Assim sendo o Budismo também significa praticar o ensinamento, ou seja, o exercício da compaixão, da
paciência, entre outros elementos, denominados “meios hábeis” (ou upaya, em sânscrito), para que se possa
atingir o despertar. Simultaneamente, fica explícito que tais comportamentos
são verificados junto a uma profunda e inexorável mudança interior, a qual
igualmente revela a própria essência do Budismo.
Poderiam ser enumerados vários conceitos doutrinários ou tradicionais
acerca do Budismo. Em se tratando das dimensões deste trabalho, apenas alguns
são suficientes. SILVA (2002, p. 17) expõe um entendimento que ao mesmo tempo
faz uma abordagem científica, moral e religiosa ao dizer que:
o
budismo é uma filosofia de caráter essencialmente psicológico, uma maneira de
viver, tendo em vista a Correta Compreensão, isto é, o reconhecimento da
existência do sofrimento, a verdade da causa do sofrimento, “o eterno auge da
felicidade” – Nirvana – e o verdadeiro Caminho que leva à cessação do
sofrimento, conhecido como NOBRE CAMINHO ÓCTUPLO – Caminho da Correta
Compreensão, Caminho do Meio. A palavra Buda, significando “o
Iluminado”, expressa literalmente “aquele que atingiu a Completa Compreensão”;
vem da palavra Bodhi, que em páli quer dizer “Suprema Compreensão,
Iluminação”; o termo Budismo, pelo qual ficaram sendo conhecidos todos
os seus ensinamentos, significa Caminho da Correta Compreensão (...) O termo Budismo,
com o decorrer do tempo e a inclusão de rituais e outras formas externas,
tornou-se rótulo de aparência sectária, como todo rótulo religioso. Buda e
Budismo tornaram-se, assim, termos convencionais; contudo, os budistas
preferem a denominação da Doutrina do Buda (Buda Dhamma).[2]

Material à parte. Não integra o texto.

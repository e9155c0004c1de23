//! Live bus map.
//!
//! [`BusMap`] owns one continuous subscription to the `buses` collection and
//! the cleanup sweeper. Every push is re-filtered and re-laid-out from
//! scratch and published as a [`MapView`] on a `watch` channel.
//!
//! # Connection states
//!
//! ```text
//! Disconnected ──► Connecting ──► Connected ◄──┐
//!                      ▲              │        │ push
//!                      │  backoff     ▼        │
//!                      └────────── Error ──────┘
//!                                     │ retries spent
//!                                     ▼
//!                           ConnectedWithWarning ──(refresh)──► Refreshing
//! ```
//!
//! A manual [`BusMap::refresh`] tears the subscription down and reopens it
//! with the retry counter reset, from any state.

use std::sync::Arc;
use std::time::Duration;

use parking_lot::Mutex;
use serde_json::Value;
use tokio::sync::{watch, Notify};
use tokio::task::JoinHandle;
use tokio_util::sync::CancellationToken;
use tracing::{debug, error, info, warn};

use super::camera::{fit_camera, locate_user, CameraTarget, LocateError};
use super::cleanup::{CleanupConfig, CleanupStats, CleanupSweeper, SweepOutcome};
use super::cluster::ClusterConfig;
use super::filter::{filter_active, ActiveBus, DEFAULT_STALE_WINDOW_SECS};
use super::marker::{layout_markers, MapMarker, DEFAULT_FRESH_WINDOW_SECS};
use crate::clock::Clock;
use crate::device::LocationProvider;
use crate::record::BUSES_PATH;
use crate::retry::RetryPolicy;
use crate::store::{RealtimeStore, StoreError, Subscription};

// =============================================================================
// Configuration
// =============================================================================

/// Bus map configuration.
#[derive(Debug, Clone, PartialEq)]
pub struct BusMapConfig {
    /// Records older than this are hidden.
    pub stale_window: Duration,
    /// Records older than this are drawn dimmed.
    pub fresh_window: Duration,
    /// Resubscribe policy after subscription errors.
    pub retry: RetryPolicy,
    pub cluster: ClusterConfig,
    pub cleanup: CleanupConfig,
}

impl Default for BusMapConfig {
    fn default() -> Self {
        Self {
            stale_window: Duration::from_secs(DEFAULT_STALE_WINDOW_SECS),
            fresh_window: Duration::from_secs(DEFAULT_FRESH_WINDOW_SECS),
            retry: RetryPolicy::default(),
            cluster: ClusterConfig::default(),
            cleanup: CleanupConfig::default(),
        }
    }
}

impl BusMapConfig {
    /// Set the staleness window for both filtering and cleanup.
    pub fn with_stale_window(mut self, window: Duration) -> Self {
        self.stale_window = window;
        self.cleanup.stale_window = window;
        self
    }

    pub fn with_fresh_window(mut self, window: Duration) -> Self {
        self.fresh_window = window;
        self
    }

    pub fn with_retry(mut self, retry: RetryPolicy) -> Self {
        self.retry = retry;
        self
    }

    pub fn with_cluster(mut self, cluster: ClusterConfig) -> Self {
        self.cluster = cluster;
        self
    }

    pub fn with_cleanup(mut self, cleanup: CleanupConfig) -> Self {
        self.cleanup = cleanup;
        self
    }
}

// =============================================================================
// View
// =============================================================================

/// Subscription health as shown to the user.
#[derive(Debug, Clone, Copy, PartialEq, Eq, Default)]
pub enum ConnectionState {
    #[default]
    Disconnected,
    Connecting,
    Connected,
    /// Subscription failed; retry `attempt` is scheduled.
    Error { attempt: u32 },
    /// Retries are spent. The last view stays up until a manual refresh.
    ConnectedWithWarning,
    /// A manual refresh is reopening the subscription.
    Refreshing,
}

impl ConnectionState {
    /// Short label for status displays.
    pub fn display_status(&self) -> String {
        match self {
            ConnectionState::Disconnected => "Disconnected".to_string(),
            ConnectionState::Connecting => "Connecting".to_string(),
            ConnectionState::Connected => "Connected".to_string(),
            ConnectionState::Error { attempt } => format!("Reconnecting (attempt {})", attempt),
            ConnectionState::ConnectedWithWarning => "Connection error - pull to refresh".to_string(),
            ConnectionState::Refreshing => "Refreshing".to_string(),
        }
    }

    pub fn is_connected(&self) -> bool {
        matches!(self, ConnectionState::Connected)
    }
}

/// What the map currently shows.
#[derive(Debug, Clone, Default, PartialEq)]
pub struct MapView {
    /// Active buses ordered by key.
    pub active: Vec<ActiveBus>,
    /// Render layout of `active`.
    pub markers: Vec<MapMarker>,
    pub connection: ConnectionState,
    /// Clock time of the last push received.
    pub last_updated: Option<i64>,
}

impl MapView {
    /// Whether the markers were produced by clustering.
    pub fn is_clustered(&self) -> bool {
        self.markers.len() != self.active.len()
            || self.markers.iter().any(|m| matches!(m, MapMarker::Cluster { .. }))
    }
}

// =============================================================================
// Bus Map
// =============================================================================

struct MapInner {
    store: Arc<dyn RealtimeStore>,
    clock: Arc<dyn Clock>,
    config: BusMapConfig,
    view_tx: watch::Sender<MapView>,
    snapshot: Mutex<Option<Value>>,
    refresh: Notify,
}

/// Outcome of waiting on an open subscription.
enum Interrupted {
    Shutdown,
    Refresh,
    Failed(StoreError),
}

impl MapInner {
    fn set_connection(&self, state: ConnectionState) {
        self.view_tx.send_if_modified(|view| {
            if view.connection == state {
                return false;
            }
            view.connection = state;
            true
        });
    }

    fn apply_push(&self, snapshot: Option<Value>) {
        let now = self.clock.now_ms();
        let (active, markers) = self.layout(snapshot.as_ref(), now);
        *self.snapshot.lock() = snapshot;

        debug!(active = active.len(), markers = markers.len(), "Bus map updated");
        self.view_tx.send_modify(|view| {
            view.active = active;
            view.markers = markers;
            view.connection = ConnectionState::Connected;
            view.last_updated = Some(now);
        });
    }

    fn recompute(&self) {
        let now = self.clock.now_ms();
        let (active, markers) = {
            let snapshot = self.snapshot.lock();
            self.layout(snapshot.as_ref(), now)
        };
        self.view_tx.send_modify(|view| {
            view.active = active;
            view.markers = markers;
        });
    }

    fn layout(&self, snapshot: Option<&Value>, now: i64) -> (Vec<ActiveBus>, Vec<MapMarker>) {
        let active = filter_active(snapshot, now, self.config.stale_window);
        let markers = layout_markers(&active, &self.config.cluster, now, self.config.fresh_window);
        (active, markers)
    }

    /// Consume pushes until the subscription fails or is interrupted.
    async fn pump(
        &self,
        subscription: &mut Subscription,
        attempt: &mut u32,
        shutdown: &CancellationToken,
    ) -> Interrupted {
        loop {
            tokio::select! {
                biased;

                _ = shutdown.cancelled() => return Interrupted::Shutdown,

                _ = self.refresh.notified() => return Interrupted::Refresh,

                event = subscription.next() => match event {
                    Some(Ok(snapshot)) => {
                        *attempt = 0;
                        self.apply_push(snapshot);
                    }
                    Some(Err(e)) => return Interrupted::Failed(e),
                    None => return Interrupted::Failed(StoreError::Disconnected),
                },
            }
        }
    }

    /// Subscription loop; runs until shutdown.
    async fn run(self: Arc<Self>, shutdown: CancellationToken) {
        let mut attempt: u32 = 0;
        let mut refreshing = false;

        'session: loop {
            self.set_connection(if refreshing {
                ConnectionState::Refreshing
            } else {
                ConnectionState::Connecting
            });
            refreshing = false;

            let failure = tokio::select! {
                biased;
                _ = shutdown.cancelled() => break 'session,
                opened = self.store.subscribe(BUSES_PATH) => match opened {
                    Ok(mut subscription) => {
                        debug!("Subscribed to buses");
                        match self.pump(&mut subscription, &mut attempt, &shutdown).await {
                            Interrupted::Shutdown => break 'session,
                            Interrupted::Refresh => {
                                info!("Refreshing bus subscription");
                                attempt = 0;
                                refreshing = true;
                                continue 'session;
                            }
                            Interrupted::Failed(e) => e,
                        }
                    }
                    Err(e) => e,
                },
            };

            attempt += 1;
            match self.config.retry.delay_for_retry(attempt) {
                Some(delay) => {
                    warn!(
                        error = %failure,
                        attempt,
                        max_retries = self.config.retry.max_retries(),
                        delay_ms = delay.as_millis() as u64,
                        "Bus subscription failed, retrying"
                    );
                    self.set_connection(ConnectionState::Error { attempt });
                    tokio::select! {
                        biased;
                        _ = shutdown.cancelled() => break 'session,
                        _ = self.refresh.notified() => {
                            attempt = 0;
                            refreshing = true;
                        }
                        _ = tokio::time::sleep(delay) => {}
                    }
                }
                None => {
                    error!(
                        error = %failure,
                        attempts = attempt,
                        "Failed to fetch bus locations after multiple attempts"
                    );
                    self.set_connection(ConnectionState::ConnectedWithWarning);
                    tokio::select! {
                        biased;
                        _ = shutdown.cancelled() => break 'session,
                        _ = self.refresh.notified() => {
                            attempt = 0;
                            refreshing = true;
                        }
                    }
                }
            }
        }

        self.set_connection(ConnectionState::Disconnected);
        debug!("Bus subscription loop stopped");
    }
}

/// Live consumer of the shared `buses` collection.
///
/// Dropping the map cancels its background tasks; [`BusMap::shutdown`]
/// also waits for them to finish.
pub struct BusMap {
    inner: Arc<MapInner>,
    sweeper: Arc<CleanupSweeper>,
    shutdown: CancellationToken,
    tasks: Mutex<Vec<JoinHandle<()>>>,
}

impl BusMap {
    /// Open the subscription and start the cleanup sweeper.
    ///
    /// Must be called from within a tokio runtime.
    pub fn start(store: Arc<dyn RealtimeStore>, clock: Arc<dyn Clock>, config: BusMapConfig) -> Self {
        let (view_tx, _) = watch::channel(MapView::default());
        let sweeper = Arc::new(CleanupSweeper::new(
            Arc::clone(&store),
            Arc::clone(&clock),
            config.cleanup.clone(),
        ));
        let inner = Arc::new(MapInner {
            store,
            clock,
            config,
            view_tx,
            snapshot: Mutex::new(None),
            refresh: Notify::new(),
        });

        let shutdown = CancellationToken::new();
        let tasks = vec![
            tokio::spawn(Arc::clone(&inner).run(shutdown.child_token())),
            tokio::spawn(Arc::clone(&sweeper).run(shutdown.child_token())),
        ];

        info!(
            stale_window_secs = inner.config.stale_window.as_secs(),
            "Bus map started"
        );

        Self {
            inner,
            sweeper,
            shutdown,
            tasks: Mutex::new(tasks),
        }
    }

    pub fn config(&self) -> &BusMapConfig {
        &self.inner.config
    }

    /// Current view.
    pub fn view(&self) -> MapView {
        self.inner.view_tx.borrow().clone()
    }

    /// Receiver that sees every published view.
    pub fn subscribe(&self) -> watch::Receiver<MapView> {
        self.inner.view_tx.subscribe()
    }

    pub fn connection(&self) -> ConnectionState {
        self.inner.view_tx.borrow().connection
    }

    /// Reopen the subscription from scratch with the retry counter reset.
    pub fn refresh(&self) {
        self.inner.refresh.notify_one();
    }

    /// Re-filter the last snapshot at the current clock time.
    pub fn recompute(&self) {
        self.inner.recompute();
    }

    /// Camera target fitting every active bus, or `None` when there are none.
    pub fn fit_camera(&self) -> Option<CameraTarget> {
        fit_camera(&self.inner.view_tx.borrow().active)
    }

    /// Camera target centred on the user's own position.
    pub async fn locate_user(&self, provider: &dyn LocationProvider) -> Result<CameraTarget, LocateError> {
        locate_user(provider).await
    }

    /// Run a cleanup sweep now.
    pub async fn cleanup_now(&self) -> SweepOutcome {
        self.sweeper.sweep().await
    }

    pub fn cleanup_stats(&self) -> CleanupStats {
        self.sweeper.stats()
    }

    /// Stop the subscription and sweeper and wait for both.
    pub async fn shutdown(&self) {
        self.shutdown.cancel();
        let tasks: Vec<JoinHandle<()>> = std::mem::take(&mut *self.tasks.lock());
        for task in tasks {
            if let Err(e) = task.await {
                warn!(error = %e, "Bus map task ended abnormally");
            }
        }
        info!("Bus map stopped");
    }
}

impl Drop for BusMap {
    fn drop(&mut self) {
        self.shutdown.cancel();
    }
}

Por último, o pensamento de RINPOCHE (1999, p. 106) demonstra que:
quando falamos do dharma
do Buddha, do que se trata fundamentalmente? O dharma oferece-nos o que
é benéfico espiritualmente. Em primeiro lugar, é necessário ter uma atitude
de amor, de compaixão, dirigida para o bem do outro. Sobre esta base, é
preciso, em seguida, compreender o que é a mente, o motor da atividade mental.
Como ela é? O que é ela? Quando, pela meditação, começamos a ter uma idéia
de sua natureza, ganharmos um certo controle sobre o mental, o que permite
desviar-nos do samsara e ingressar no caminho da liberação. Das
numerosas tradições espirituais da Terra, estudamos, agora, o Budismo, que
chamamos em tibetano o “caminho interior do Buddha”. Esta expressão refere-se,
por um lado, ao fundador da tradição e, por outro, significa que está
relacionada à mente, que é o interior da pessoa, semelhante ao morador de uma
casa.[3]
[grifos não constam do original]
Este último conceito já expõe algumas das questões mais fundamentais do
Budismo. Como dito, trata-se de uma filosofia que procura investigar como se
apresentam estruturalmente os processos mentais. Concomitantemente, como se
originam e como podem ser eliminadas todas as formas de sofrimento que afligem
qualquer criatura. Por último, a compreensão da natureza humana, seu lugar e
papel em sua relação com o mundo que a cerca. É importante que se diga que tal
procedimento de análise budista é um pouco diverso da metodologia e objetivo
científico do mundo ocidental. Isto porque, se for tomada como exemplo a
Psicologia, poderia induzir ao entendimento do Budismo como um instrumento de
autoconhecimento ou auto-ajuda sem maiores pretensões, o que não corresponde
aos seus objetivos.
A finalidade do Budismo vai mais além, não apenas em termos
doutrinários, mas também como modus vivendi aplicável a pessoas de
qualquer crença, raça, nacionalidade ou classe social. Aliás, algumas escolas
do Budismo estabelecem como fala SUZUKI (1973, p. 15), que o “o Zen [Budismo]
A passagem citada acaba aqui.